Abstract

Wound healing is the process by which a complex cascade of biochemical events is responsible of the repair the damage. In vivo, studies in humans and mice suggest that healing and post-healing heterogeneous behavior of the surgically wounded myometrium is both phenotype and genotype dependent. Uterine wound healing process involves many cells: endothelial cells, neutrophils, monocytes/macrophages, lymphocytes, fibroblasts, myometrial cells as well a stem cell population found in the myometrium, myoSP (side population of myometrial cells). Transforming growth factor beta (TGF-β) isoforms, connective tissue growth factor (CTGF), basic fibroblast growth factor (bFGF), platelet-derived growth factor (PDGF), vascular endothelial growth factor (VEGF), and tumor necrosis factor alpha (TNF-β) are involved in the wound healing mechanisms. The increased TGF- β1/β3 ratio reduces scarring and fibrosis. The CTGF altered expression may be a factor involved in the abnormal scars formation of low uterine segment after cesarean section and of the formation of uterine dehiscence.
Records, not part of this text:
//! relay-probe — 连接后端并执行一次（可选流式）查询的命令行工具
//!
//! Usage:
//!   relay-probe [--config <file>] [--stream] [--health] <query>
//!
//! Without `--config`, configuration comes from the environment
//! (`ENDPOINT`, `API_KEY`, `MODEL`, ...). Ctrl-C interrupts a running stream.

use ai_relay::{QueryRequest, RelayClient, RelayConfig};
use anyhow::{bail, Context};
use std::io::Write;
use tracing_subscriber::EnvFilter;

struct Args {
    config: Option<String>,
    stream: bool,
    health: bool,
    query: String,
}

fn parse_args(args: &[String]) -> anyhow::Result<Args> {
    let mut config = None;
    let mut stream = false;
    let mut health = false;
    let mut words = Vec::new();

    let mut iter = args.iter();
    while let Some(arg) = iter.next() {
        match arg.as_str() {
            "--config" | "-c" => {
                let path = iter.next().context("--config requires a file path")?;
                config = Some(path.clone());
            }
            "--stream" | "-s" => stream = true,
            "--health" => health = true,
            "--help" | "-h" => {
                print_usage();
                std::process::exit(0);
            }
            other if other.starts_with('-') => bail!("unknown option: {other}"),
            other => words.push(other.to_string()),
        }
    }

    let query = words.join(" ");
    if query.trim().is_empty() && !health {
        print_usage();
        bail!("missing query");
    }
    Ok(Args {
        config,
        stream,
        health,
        query,
    })
}

fn print_usage() {
    println!(
        r#"relay-probe — 连接后端并执行一次查询

USAGE:
    relay-probe [OPTIONS] <QUERY>...

OPTIONS:
    -c, --config <file>     Load configuration from a YAML file
    -s, --stream            Stream the answer as it arrives
        --health            Print the health report as JSON
    -h, --help              Show this help message

ENVIRONMENT:
    ENDPOINT, API_KEY, MODEL    Required when --config is not given
    RUST_LOG                    Log filter (default: info)"#
    );
}

#[tokio::main]
async fn main() -> anyhow::Result<()> {
    tracing_subscriber::fmt()
        .with_env_filter(
            EnvFilter::try_from_default_env().unwrap_or_else(|_| EnvFilter::new("info")),
        )
        .with_writer(std::io::stderr)
        .init();

    let argv: Vec<String> = std::env::args().skip(1).collect();
    let args = parse_args(&argv)?;

    let config = match &args.config {
        Some(path) => RelayConfig::from_file(path)
            .with_context(|| format!("loading configuration from {path}"))?,
        None => RelayConfig::from_env().context("loading configuration from the environment")?,
    };

    let client = RelayClient::builder(config).build()?;
    let ready = client.initialize().await.context("connecting to the backend")?;
    if !ready {
        eprintln!("warning: backend connected but failed its health check");
    }

    if args.health {
        let status = client.health().await;
        println!("{}", serde_json::to_string_pretty(&status)?);
        if args.query.trim().is_empty() {
            client.shutdown().await;
            return Ok(());
        }
    }

    let request = QueryRequest::new(args.query.clone())?;
    let outcome = if args.stream {
        run_streaming(&client, request).await
    } else {
        let response = client.ask(request).await;
        if response.success {
            println!("{}", response.content);
            Ok(())
        } else {
            Err(anyhow::anyhow!(
                "query failed after {} retries ({}): {}",
                response.retry_count,
                response.error_type.as_deref().unwrap_or("unknown"),
                response.error.as_deref().unwrap_or("no error message"),
            ))
        }
    };

    client.shutdown().await;
    outcome
}

async fn run_streaming(client: &RelayClient, request: QueryRequest) -> anyhow::Result<()> {
    let task = client
        .ask_streaming(request, |text: &str| {
            let mut out = std::io::stdout();
            let _ = out.write_all(text.as_bytes());
            let _ = out.flush();
        })
        .await?;

    let mut wait = Box::pin(task.wait());
    let outcome = tokio::select! {
        outcome = &mut wait => outcome,
        _ = tokio::signal::ctrl_c() => {
            client.interrupt();
            wait.await
        }
    };
    println!();

    if outcome.interrupted {
        eprintln!("(interrupted after {} chunks)", outcome.chunks_delivered);
    }
    match outcome.error {
        Some(e) => Err(e.into()),
        None => Ok(()),
    }
}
The lack of bFGF is involved in the reduction of collagen deposition in the wound site and thicker scabs. The altered expression of TNF-β, VEGF, and PDGF in human myometrial smooth muscle cells in case of uterine dehiscence, it is implicated in the uterine healing process. The over-and under-expressions of growth factors genes involved in uterine scarring process could represent patient's specific features, increasing the risk of cesarean scar complications.